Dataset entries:

========================

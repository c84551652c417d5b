mod common;

use std::sync::{
    atomic::{AtomicUsize, Ordering},
    Arc,
};

use common::{read_key, tamper, TestResult};
use jws::{
    registry::PrimitiveError, AlgorithmBinding, AlgorithmRegistry, DecodeOptions, Encoding, Error,
    Header, Jws, Key, Payload, ProviderOverride, Segment, SignOptions, VerifyOptions,
};
use serde_json::json;

async fn sign_and_verify(alg: &str, private: &Key, public: &Key, wrong: &Key) -> TestResult {
    let jws = Jws::default();
    let header = Header::new(alg);
    let payload = Payload::from("oh ćhey José!: ¬");

    let token = jws
        .sign(SignOptions::new(header.clone(), payload.clone(), private.clone()))
        .await?;

    assert!(jws.verify(token.as_str(), Some(alg), public).await?, "{alg} should verify");
    for tampered in tamper(token.as_str()) {
        assert!(!jws.verify(&tampered, Some(alg), public).await?, "{alg} tampered: {tampered}");
    }
    assert!(!jws.verify(token.as_str(), Some(alg), wrong).await?, "{alg} wrong key");

    let decoded = jws.decode(token.as_str(), &DecodeOptions::default())?.unwrap();
    assert_eq!(decoded.header, header);
    assert_eq!(decoded.payload, payload);
    assert_eq!(decoded.signature, token.as_str().rsplit('.').next().unwrap());

    Ok(())
}

#[tokio::test]
async fn hmac() -> TestResult {
    let secret = Key::from("sup3r s3cr3t");
    for alg in ["HS256", "HS384", "HS512"] {
        sign_and_verify(alg, &secret, &secret, &Key::from("guessed")).await?;
    }
    Ok(())
}

#[tokio::test]
async fn rsassa_pkcs1_v1_5() -> TestResult {
    let private = read_key("rsa-private")?;
    let public = read_key("rsa-public")?;
    let wrong = read_key("rsa-wrong-public")?;

    for alg in ["RS256", "RS384", "RS512"] {
        sign_and_verify(alg, &private, &public, &wrong).await?;
    }
    Ok(())
}

#[tokio::test]
async fn ecdsa() -> TestResult {
    for (alg, curve) in [("ES256", "ec256"), ("ES384", "ec384"), ("ES512", "ec512")] {
        sign_and_verify(
            alg,
            &read_key(&format!("{curve}-private"))?,
            &read_key(&format!("{curve}-public"))?,
            &read_key(&format!("{curve}-wrong-public"))?,
        )
        .await?;
    }
    Ok(())
}

#[tokio::test]
async fn legacy_key_formats() -> TestResult {
    let jws = Jws::default();

    let token = jws
        .sign(SignOptions::new(Header::new("RS256"), "pkcs1", read_key("rsa-private-pkcs1")?))
        .await?;
    assert!(jws.verify(token.as_str(), Some("RS256"), &read_key("rsa-public")?).await?);

    let token = jws
        .sign(SignOptions::new(Header::new("ES256"), "sec1", read_key("ec256-private-sec1")?))
        .await?;
    assert!(jws.verify(token.as_str(), Some("ES256"), &read_key("ec256-public")?).await?);

    Ok(())
}

#[tokio::test]
async fn private_key_verifies_its_own_signatures() -> TestResult {
    let jws = Jws::default();
    let private = read_key("ec384-private")?;

    let token = jws
        .sign(SignOptions::new(Header::new("ES384"), "self", private.clone()))
        .await?;
    assert!(jws.verify(token.as_str(), Some("ES384"), &private).await?);

    Ok(())
}

#[tokio::test]
async fn algorithm_isolation() -> TestResult {
    let jws = Jws::default();
    let secret = Key::from("secret");

    let token = jws.sign(SignOptions::with_secret("payload", secret.clone())).await?;
    assert!(!jws.verify(token.as_str(), Some("HS384"), &secret).await?);
    assert!(!jws.verify(token.as_str(), Some("HS512"), &secret).await?);

    let private = read_key("rsa-private")?;
    let public = read_key("rsa-public")?;
    let token = jws.sign(SignOptions::new(Header::new("RS512"), "payload", private)).await?;
    assert!(!jws.verify(token.as_str(), Some("RS256"), &public).await?);

    Ok(())
}

#[tokio::test]
async fn unsecured_tokens() -> TestResult {
    let jws = Jws::default();
    let token = jws
        .sign(SignOptions::new(Header::new("none"), "unsigned", Key::empty()))
        .await?;

    assert!(token.as_str().ends_with('.'));
    assert!(jws.verify(token.as_str(), Some("none"), &Key::empty()).await?);
    assert!(jws.verify(token.as_str(), Some("none"), &Key::from("anything")).await?);

    let decoded = jws::decode(token.as_str(), &DecodeOptions::default())?.unwrap();
    assert_eq!(decoded.payload, Payload::from("unsigned"));
    assert_eq!(decoded.signature, "");

    Ok(())
}

#[tokio::test]
async fn the_token_does_not_pick_its_algorithm() -> TestResult {
    let jws = Jws::default();
    let token = jws
        .sign(SignOptions::new(Header::new("none"), "forged", Key::empty()))
        .await?;

    // an unsigned token must not pass as an HMAC one
    assert!(!jws.verify(token.as_str(), Some("HS256"), &Key::from("secret")).await?);
    assert_eq!(jws::embedded_algorithm(token.as_str())?, "none");

    Ok(())
}

#[tokio::test]
async fn missing_or_unknown_algorithm() -> TestResult {
    let jws = Jws::default();
    let key = Key::from("secret");
    let token = jws.sign(SignOptions::with_secret("payload", key.clone())).await?;

    assert!(matches!(
        jws.verify(token.as_str(), None, &key).await,
        Err(Error::MissingAlgorithm { header: None })
    ));
    assert!(matches!(
        jws.verify(token.as_str(), Some(""), &key).await,
        Err(Error::MissingAlgorithm { .. })
    ));

    let err = jws.verify(token.as_str(), Some("whatever"), &key).await.unwrap_err();
    assert_eq!(err.to_string(), "\"whatever\" is not a valid algorithm");

    let err = jws
        .sign(SignOptions::new(Header::default(), "payload", key.clone()))
        .await
        .unwrap_err();
    assert!(matches!(err, Error::MissingAlgorithm { header: Some(_) }));

    let err = jws
        .sign(SignOptions::new(Header::new("HS1"), "payload", key))
        .await
        .unwrap_err();
    assert!(matches!(err, Error::UnknownAlgorithm { algorithm } if algorithm == "HS1"));

    Ok(())
}

#[tokio::test]
async fn malformed_tokens_do_not_verify() -> TestResult {
    let jws = Jws::default();
    let key = Key::from("secret");

    for token in ["", "plainstring", "not.a.token!!", "http://sub.domain.org"] {
        assert!(!jws.verify(token, Some("HS256"), &key).await?, "{token:?}");
    }
    Ok(())
}

#[tokio::test]
async fn key_of_the_wrong_kind_is_a_primitive_failure() -> TestResult {
    let jws = Jws::default();

    let err = jws
        .sign(SignOptions::new(Header::new("RS256"), "payload", "not a pem"))
        .await
        .unwrap_err();
    assert!(matches!(err, Error::PrimitiveFailure { algorithm, .. } if algorithm == "RS256"));

    let token = jws
        .sign(SignOptions::new(Header::new("ES256"), "payload", read_key("ec256-private")?))
        .await?;
    let err = jws
        .verify(token.as_str(), Some("ES256"), &read_key("rsa-public")?)
        .await
        .unwrap_err();
    assert!(matches!(err, Error::PrimitiveFailure { .. }));

    Ok(())
}

#[tokio::test]
async fn json_payloads() -> TestResult {
    let jws = Jws::default();
    let key = Key::from("secret");
    let claims = json!({"sub": "1234567890", "admin": true, "iat": 1516239022});

    let jwt = Header::new("HS256").with("typ", "JWT");
    let token = jws
        .sign(SignOptions::new(jwt, claims.clone(), key.clone()))
        .await?;
    let decoded = jws::decode(token.as_str(), &DecodeOptions::default())?.unwrap();
    assert_eq!(decoded.payload, Payload::Json(claims.clone()));

    // without `typ` the payload is text, unless JSON is asked for
    let token = jws.sign(SignOptions::with_secret(claims.clone(), key)).await?;
    let decoded = jws::decode(token.as_str(), &DecodeOptions::default())?.unwrap();
    assert_eq!(decoded.payload.as_text(), Some(claims.to_string().as_str()));

    let decoded = jws::decode(token.as_str(), &DecodeOptions::json())?.unwrap();
    assert_eq!(decoded.payload.as_json(), Some(&claims));

    Ok(())
}

#[tokio::test]
async fn big_integers_survive_decoding() -> TestResult {
    let jws = Jws::default();
    let header = Header::new("HS256").with("typ", "JWT");
    let token = jws
        .sign(SignOptions::new(
            header,
            r#"{"safe":9007199254740991,"id":9007199254740993}"#,
            "secret",
        ))
        .await?;

    let decoded = jws::decode(token.as_str(), &DecodeOptions::default())?.unwrap();
    assert_eq!(
        decoded.payload,
        Payload::Json(json!({"safe": 9007199254740991_u64, "id": "9007199254740993"}))
    );

    Ok(())
}

#[test]
fn decode_rejects_what_is_not_a_token() -> TestResult {
    for token in ["", "plainstring", "not.a.token!!", "some garbage string", "http://sub.domain.org"] {
        assert_eq!(jws::decode(token, &DecodeOptions::default())?, None, "{token:?}");
    }

    // the header decodes to `hi`
    assert_eq!(jws::decode("aGk.aGk.", &DecodeOptions::default())?, None);

    Ok(())
}

#[test]
fn decode_reports_invalid_json_bodies() {
    // {"alg":"none","typ":"JWT"} . "hi"
    let token = "eyJhbGciOiJub25lIiwidHlwIjoiSldUIn0.aGk.";

    assert!(matches!(
        jws::decode(token, &DecodeOptions::default()),
        Err(Error::ParseFailure { segment: Segment::Payload, .. })
    ));
}

#[test]
fn is_valid() {
    assert!(jws::is_valid("eyJhbGciOiJDVVNUT00ifQ.aGk.SIGNED"));
    assert!(jws::is_valid("eyJhbGciOiJub25lIn0.aGk."));
    assert!(!jws::is_valid("http://sub.domain.org"));
    assert!(!jws::is_valid("aGk.aGk.aGk"));
    assert!(!Jws::default().is_valid(""));
}

#[tokio::test]
async fn payload_encodings() -> TestResult {
    let jws = Jws::default();

    let token = jws
        .sign(SignOptions::with_secret("é", "secret").with_encoding(Encoding::Latin1))
        .await?;
    let decoded = jws::decode(token.as_str(), &DecodeOptions::default())?.unwrap();
    assert_eq!(decoded.payload, Payload::Bytes(vec![0xe9]));

    let token = jws
        .sign(SignOptions::with_secret("6869", "secret").with_encoding(Encoding::Hex))
        .await?;
    let decoded = jws::decode(token.as_str(), &DecodeOptions::default())?.unwrap();
    assert_eq!(decoded.payload, Payload::from("hi"));

    let err = jws
        .sign(SignOptions::with_secret("é", "secret").with_encoding(Encoding::Ascii))
        .await
        .unwrap_err();
    assert!(matches!(err, Error::InvalidEncoding { encoding: Encoding::Ascii, .. }));

    Ok(())
}

/// Signs with `key` repetitions of `hi`.
fn repeat_hi(name: &str) -> AlgorithmBinding {
    fn signature(key: &Key) -> Result<String, PrimitiveError> {
        let count: usize = std::str::from_utf8(key.expose())?.parse()?;
        Ok("hi".repeat(count))
    }

    AlgorithmBinding::from_fns(
        name,
        |_, key| signature(key),
        |_, sig, key| Ok(sig == signature(key)?),
    )
}

#[tokio::test]
async fn custom_registry() -> TestResult {
    let registry = AlgorithmRegistry::builder()
        .with_builtins()
        .register(repeat_hi("some-custom-algorithm"))
        .build();
    let jws = Jws::new(Arc::new(registry));

    let token = jws
        .sign(SignOptions::new(Header::new("some-custom-algorithm"), "hello", "3"))
        .await?;
    assert!(jws.is_valid(token.as_str()));
    assert!(jws.verify(token.as_str(), Some("some-custom-algorithm"), &Key::from("3")).await?);

    let truncated = &token.as_str()[..token.as_str().len() - 1];
    assert!(!jws.verify(truncated, Some("some-custom-algorithm"), &Key::from("3")).await?);

    let decoded = jws.decode(token.as_str(), &DecodeOptions::default())?.unwrap();
    assert_eq!(decoded.header.algorithm(), Some("some-custom-algorithm"));
    assert_eq!(decoded.payload, Payload::from("hello"));
    assert_eq!(decoded.signature, "hihihi");

    // the built-ins are still there
    let token = jws.sign(SignOptions::with_secret("x", "secret")).await?;
    assert!(jws.verify(token.as_str(), Some("HS256"), &Key::from("secret")).await?);

    Ok(())
}

#[tokio::test]
async fn per_call_provider() -> TestResult {
    let sign_calls = Arc::new(AtomicUsize::new(0));
    let verify_calls = Arc::new(AtomicUsize::new(0));

    let custom = {
        let (sign_calls, verify_calls) = (Arc::clone(&sign_calls), Arc::clone(&verify_calls));
        AlgorithmBinding::from_fns(
            "CUSTOM",
            move |_, key| {
                sign_calls.fetch_add(1, Ordering::SeqCst);
                if key.is_empty() {
                    return Err("unable to sign".into());
                }
                Ok("SIGNED".to_owned())
            },
            move |_, sig, key| {
                verify_calls.fetch_add(1, Ordering::SeqCst);
                if key.is_empty() {
                    return Err("unable to verify".into());
                }
                Ok(sig == "SIGNED")
            },
        )
    };
    let provider = ProviderOverride::new(move |alg: &str| (alg == "CUSTOM").then(|| custom.clone()));

    let jws = Jws::default();
    let options = SignOptions::new(Header::new("CUSTOM"), "hi", "key").with_provider(provider.clone());
    let token = jws.sign(options.clone()).await?;
    assert_eq!(sign_calls.load(Ordering::SeqCst), 1);
    assert_eq!(token, "eyJhbGciOiJDVVNUT00ifQ.aGk.SIGNED");

    let mut failing = options;
    failing.key = Key::empty();
    let err = jws.sign(failing).await.unwrap_err();
    assert_eq!(sign_calls.load(Ordering::SeqCst), 2);
    assert!(matches!(&err, Error::PrimitiveFailure { algorithm, .. } if algorithm == "CUSTOM"));
    assert_eq!(std::error::Error::source(&err).unwrap().to_string(), "unable to sign");

    let verify = VerifyOptions::new("CUSTOM", "key").with_provider(provider.clone());
    assert!(jws.verify_with(token.as_str(), &verify).await?);
    assert_eq!(verify_calls.load(Ordering::SeqCst), 1);

    let verify = VerifyOptions::new("CUSTOM", Key::empty()).with_provider(provider);
    assert!(jws.verify_with(token.as_str(), &verify).await.is_err());
    assert_eq!(verify_calls.load(Ordering::SeqCst), 2);

    // the default engine knows nothing about it
    assert!(matches!(
        jws.verify(token.as_str(), Some("CUSTOM"), &Key::from("key")).await,
        Err(Error::UnknownAlgorithm { .. })
    ));

    Ok(())
}

#[tokio::test]
#[tracing_test::traced_test]
async fn provider_fallback() -> TestResult {
    let declines = |_: &str| -> Option<AlgorithmBinding> { None };

    let strict = Jws::default().with_provider(ProviderOverride::new(declines));
    assert!(matches!(
        strict.sign(SignOptions::with_secret("hi", "secret")).await,
        Err(Error::UnknownAlgorithm { .. })
    ));

    let lenient = Jws::default().with_provider(ProviderOverride::new(declines).with_fallback());
    let token = lenient.sign(SignOptions::with_secret("hi", "secret")).await?;
    assert!(lenient.verify(token.as_str(), Some("HS256"), &Key::from("secret")).await?);
    assert!(logs_contain("falling back to registry"));

    Ok(())
}

#[tokio::test]
async fn per_call_provider_wins_over_engine_provider() -> TestResult {
    let fixed = |signature: &'static str| {
        AlgorithmBinding::from_fns("HS256", move |_, _| Ok(signature.to_owned()), |_, _, _| Ok(true))
    };
    let engine = ProviderOverride::new(move |_: &str| Some(fixed("ENGINE")));
    let call = ProviderOverride::new(move |_: &str| Some(fixed("CALL")));

    let jws = Jws::default().with_provider(engine);
    let token = jws.sign(SignOptions::with_secret("hi", "k")).await?;
    assert!(token.as_str().ends_with(".ENGINE"));

    let token = jws
        .sign(SignOptions::with_secret("hi", "k").with_provider(call))
        .await?;
    assert!(token.as_str().ends_with(".CALL"));

    Ok(())
}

========================

*WHAT NEEDS TO BE DONE*. State how many lines in the records above contain the word "plainstring". Write the number alone.

*REPLY TO THE EXERCISE*. 2